After quitting Telkom he got work with government departments writing coffee-table books despite having no formal qualifications in social anthropology.

 His first published work was a catalogue of paintings  Bali: An Adventure in Cultural Ecology sponsored by the Tropenmuseum in Amsterdam; that would have helped provide credibility.

He was an excellent photographer and wordsmith able to use academic jargon for learned publications like Achipel, the French journal of inter-disciplinary studies on Southeast Asian nations.  

He could also flip to the uncluttered prose needed to draw ordinary tourists to the marvels in Memories of Majapahit.
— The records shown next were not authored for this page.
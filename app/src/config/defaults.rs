//! All setting definitions with their default values.

use std::collections::HashMap;
use std::sync::LazyLock;

type DefTuple = (&'static str, &'static str, &'static str);

const DEFS: &[DefTuple] = &[
    (
        "INVOICE_DOWNLOAD_DIR",
        "",
        "Directory that receives invoice.png (empty: the user download folder)",
    ),
    (
        "INVOICE_FONT_PATH",
        "",
        "TTF/OTF font for the exported invoice (empty: system font)",
    ),
    (
        "INVOICE_SHOP_NAME",
        "Smart Laptops Hub",
        "Shop name shown in the header",
    ),
    ("INVOICE_QR_SCALE", "4", "Pixels per QR module"),
    ("INVOICE_QR_MARGIN", "4", "QR quiet zone in modules"),
    ("INVOICE_CARD_WIDTH", "480", "Width of the exported invoice in pixels"),
];

/// A single setting definition.
#[derive(Debug, Clone)]
pub struct SettingDef {
    pub key: &'static str,
    pub default: &'static str,
    pub description: &'static str,
}

/// Global setting definitions indexed by key.
pub static DEFAULT_SETTINGS: LazyLock<HashMap<&'static str, SettingDef>> = LazyLock::new(|| {
    DEFS.iter()
        .map(|&(key, default, description)| {
            (
                key,
                SettingDef {
                    key,
                    default,
                    description,
                },
            )
        })
        .collect()
});

/// Get the default value for a setting key, or `None` if not defined.
pub fn get_default(key: &str) -> Option<&'static str> {
    DEFAULT_SETTINGS.get(key).map(|d| d.default)
}
//! Runtime application configuration loaded from environment variables.

use std::path::PathBuf;

use tracing::warn;

use super::defaults::{DEFAULT_SETTINGS, get_default};
use super::validation::validate_setting;

/// Runtime configuration.
#[derive(Debug, Clone)]
pub struct AppConfig {
    pub download_dir: PathBuf,
    pub font_path: Option<PathBuf>,
    pub shop_name: String,
    pub qr_scale: u32,
    pub qr_margin: u32,
    pub card_width: u32,
}

impl Default for AppConfig {
    fn default() -> Self {
        Self::from_lookup(|_| None)
    }
}

impl AppConfig {
    /// Load configuration from the process environment.
    pub fn load() -> Self {
        Self::from_lookup(|key| std::env::var(key).ok())
    }

    /// Build configuration from a key lookup, falling back to defaults for
    /// missing or invalid values.
    pub fn from_lookup(lookup: impl Fn(&str) -> Option<String>) -> Self {
        let g = |key: &str| -> String { setting(&lookup, key) };

        let download_dir = match g("INVOICE_DOWNLOAD_DIR") {
            dir if dir.is_empty() => default_download_dir(),
            dir => PathBuf::from(dir),
        };
        let font_path = match g("INVOICE_FONT_PATH") {
            path if path.is_empty() => None,
            path => Some(PathBuf::from(path)),
        };

        Self {
            download_dir,
            font_path,
            shop_name: g("INVOICE_SHOP_NAME"),
            qr_scale: parse_u32(&g("INVOICE_QR_SCALE"), 4),
            qr_margin: parse_u32(&g("INVOICE_QR_MARGIN"), 4),
            card_width: parse_u32(&g("INVOICE_CARD_WIDTH"), 480),
        }
    }
}

/// Read a setting, substituting the default when it is unset or invalid.
fn setting(lookup: &impl Fn(&str) -> Option<String>, key: &str) -> String {
    let default = get_default(key).unwrap_or_default();
    let Some(value) = lookup(key) else {
        return default.to_string();
    };
    match validate_setting(key, &value) {
        Ok(()) => value,
        Err(reason) => {
            let description = DEFAULT_SETTINGS
                .get(key)
                .map(|d| d.description)
                .unwrap_or_default();
            warn!(
                key,
                value = %value,
                reason = %reason,
                description,
                "Invalid setting, using default"
            );
            default.to_string()
        }
    }
}

fn default_download_dir() -> PathBuf {
    dirs::download_dir().unwrap_or_else(|| PathBuf::from("."))
}

fn parse_u32(s: &str, default: u32) -> u32 {
    if s.is_empty() {
        return default;
    }
    s.parse().unwrap_or(default)
}
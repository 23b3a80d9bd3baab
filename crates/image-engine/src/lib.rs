//! Image generation for invoice output.
//!
//! Provides QR code rendering, PNG data URI encoding, text layout helpers,
//! and rasterization of the invoice card.

pub mod card;
pub mod compose;
pub mod data_uri;
pub mod qr;
pub mod text;

pub use card::{CardLayout, render_card};
pub use data_uri::{decode_data_uri, encode_png, encode_png_data_uri};
pub use qr::{QrOptions, generate_qr};

#[derive(Debug, thiserror::Error)]
pub enum EngineError {
    #[error("QR encode error: {0}")]
    Qr(#[from] qrcode::types::QrError),
    #[error("image encode error: {0}")]
    Image(#[from] image::ImageError),
    #[error("invalid data URI: {0}")]
    DataUri(String),
    #[error("invalid base64 payload: {0}")]
    Base64(#[from] base64::DecodeError),
}
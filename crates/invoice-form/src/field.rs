//! Form field definitions and input-type sanitization.

use std::sync::LazyLock;

use chrono::NaiveDate;
use regex::Regex;

static RE_FLOAT: LazyLock<Regex> = LazyLock::new(|| {
    Regex::new(r"^-?(?:[0-9]+(?:\.[0-9]+)?|\.[0-9]+)(?:[eE][+-]?[0-9]+)?$").unwrap()
});
static RE_DATE: LazyLock<Regex> =
    LazyLock::new(|| Regex::new(r"^[0-9]{4,}-[0-9]{2}-[0-9]{2}$").unwrap());

/// How an input treats the raw text it receives.
#[derive(Debug, Clone, Copy, PartialEq, Eq)]
pub enum InputKind {
    /// Stored verbatim.
    Text,
    /// `YYYY-MM-DD` calendar date, anything else becomes empty.
    Date,
    /// Floating-point number string, anything else becomes empty.
    Number,
}

impl InputKind {
    /// Sanitize a raw value the way a typed form input does.
    ///
    /// Valid values are returned unchanged; invalid dates and numbers
    /// collapse to the empty string.
    pub fn sanitize(self, raw: &str) -> String {
        let valid = match self {
            InputKind::Text => true,
            InputKind::Date => is_valid_date(raw),
            InputKind::Number => RE_FLOAT.is_match(raw),
        };
        if valid { raw.to_string() } else { String::new() }
    }
}

fn is_valid_date(raw: &str) -> bool {
    RE_DATE.is_match(raw) && NaiveDate::parse_from_str(raw, "%Y-%m-%d").is_ok()
}

/// The editable fields of the invoice form, in display order.
#[derive(Debug, Clone, Copy, PartialEq, Eq, Hash)]
pub enum FormField {
    ClientName,
    ClientContact,
    PurchaseDate,
    LaptopModel,
    LaptopSerial,
    Warranty,
    Price,
    PaymentMethod,
}

impl FormField {
    pub const ALL: [FormField; 8] = [
        FormField::ClientName,
        FormField::ClientContact,
        FormField::PurchaseDate,
        FormField::LaptopModel,
        FormField::LaptopSerial,
        FormField::Warranty,
        FormField::Price,
        FormField::PaymentMethod,
    ];

    pub fn label(self) -> &'static str {
        match self {
            FormField::ClientName => "Client Name",
            FormField::ClientContact => "Client Contact",
            FormField::PurchaseDate => "Purchase Date",
            FormField::LaptopModel => "Laptop Model",
            FormField::LaptopSerial => "Laptop Serial Number",
            FormField::Warranty => "Warranty (Months)",
            FormField::Price => "Price",
            FormField::PaymentMethod => "Payment Method",
        }
    }

    pub fn placeholder(self) -> &'static str {
        match self {
            FormField::ClientName => "Enter client name",
            FormField::ClientContact => "Enter client contact",
            FormField::PurchaseDate => "YYYY-MM-DD",
            FormField::LaptopModel => "Enter laptop model",
            FormField::LaptopSerial => "Enter serial number (optional)",
            FormField::Warranty => "Enter warranty (optional)",
            FormField::Price => "Enter price",
            FormField::PaymentMethod => "Enter payment method",
        }
    }

    pub fn input_kind(self) -> InputKind {
        match self {
            FormField::PurchaseDate => InputKind::Date,
            FormField::Warranty | FormField::Price => InputKind::Number,
            _ => InputKind::Text,
        }
    }

    /// Serial number and warranty may be left empty.
    pub fn is_required(self) -> bool {
        !matches!(self, FormField::LaptopSerial | FormField::Warranty)
    }
}
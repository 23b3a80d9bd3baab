//! QR encoding of invoice payloads.

use image_engine::{EngineError, QrOptions, encode_png_data_uri, generate_qr};

/// Turns a text payload into an image data URI.
pub trait QrEncoder: Send + Sync {
    fn to_data_url(&self, text: &str) -> Result<String, EngineError>;
}

/// PNG QR codes at error correction level High.
#[derive(Debug, Clone, Copy, Default)]
pub struct PngQrEncoder {
    options: QrOptions,
}

impl PngQrEncoder {
    pub fn new(scale: u32, margin: u32) -> Self {
        Self {
            options: QrOptions {
                scale,
                margin,
                ..QrOptions::default()
            },
        }
    }
}

impl QrEncoder for PngQrEncoder {
    fn to_data_url(&self, text: &str) -> Result<String, EngineError> {
        let image = generate_qr(text, self.options)?;
        encode_png_data_uri(&image)
    }
}
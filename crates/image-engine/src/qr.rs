//! QR code generation for invoice images.

use image::{DynamicImage, GrayImage, Luma};
use qrcode::{EcLevel, QrCode};
use tracing::debug;

use crate::EngineError;

/// Rendering options for a QR symbol.
#[derive(Debug, Clone, Copy)]
pub struct QrOptions {
    pub ec_level: EcLevel,
    /// Pixels per module.
    pub scale: u32,
    /// Quiet zone width in modules.
    pub margin: u32,
}

impl Default for QrOptions {
    fn default() -> Self {
        Self {
            ec_level: EcLevel::H,
            scale: 4,
            margin: 4,
        }
    }
}

/// Generate a QR code image from a text payload.
///
/// Returns a grayscale image of `(modules + 2 * margin) * scale` pixels
/// per side, dark modules black on a white background.
pub fn generate_qr(data: &str, options: QrOptions) -> Result<DynamicImage, EngineError> {
    let code = QrCode::with_error_correction_level(data.as_bytes(), options.ec_level)?;
    let modules = code.to_colors();
    let module_count = code.width() as u32;

    let scale = options.scale.max(1);
    let offset = options.margin * scale;
    let img_size = (module_count + options.margin * 2) * scale;

    let mut img = GrayImage::from_pixel(img_size, img_size, Luma([255u8]));

    for (i, color) in modules.iter().enumerate() {
        let x = (i as u32) % module_count;
        let y = (i as u32) / module_count;

        if *color == qrcode::Color::Dark {
            for dx in 0..scale {
                for dy in 0..scale {
                    img.put_pixel(offset + x * scale + dx, offset + y * scale + dy, Luma([0u8]));
                }
            }
        }
    }

    debug!(
        version_modules = module_count,
        size = img_size,
        bytes = data.len(),
        "QR code rendered"
    );
    Ok(DynamicImage::ImageLuma8(img))
}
As a consultant to the Department of Culture and Tourism in Yogyakarta (1986-1989) and Surabaya (1989-1994) he produced books like Discovering East Java as presentations for visiting VIPs.

The credits and intros were usually led by Indonesian bureaucrats pictured in splendid uniforms but who'd never dug the dirt.  The giveaways were the small lines with no portrait tucked away from the pompous on a left-hand page, though should have been on the cover:  Written and illustrated by Nigel Bullough.

Other authors might have demanded better recognition, but it seems a low status suited.

When former general Soeharto ruled last century, Westerners wandering the land and asking about culture were often considered suspicious.  Nigel seemed harmless.  He got close to officialdom through his assignments and was accepted.

Dutch businessman/historian Herald van der Linde who is currently touring Java to promote his book Majapahit:  Intrigue Betrayal and War in Indonesia's Greatest Empire knew Nigel as “a very gentle man, friendly, open, and deeply devoted to researching Majapahit:

"He once told me that he didn't consider himself an academic or historian, probably because he didn't have university qualifications. But he had unrivalled Majapahit knowledge."

There are now moves to have Penanggungan classified as a World Heritage site.  If successful the name Nigel Bullough / Hadi Sidomulyo should be included in the title.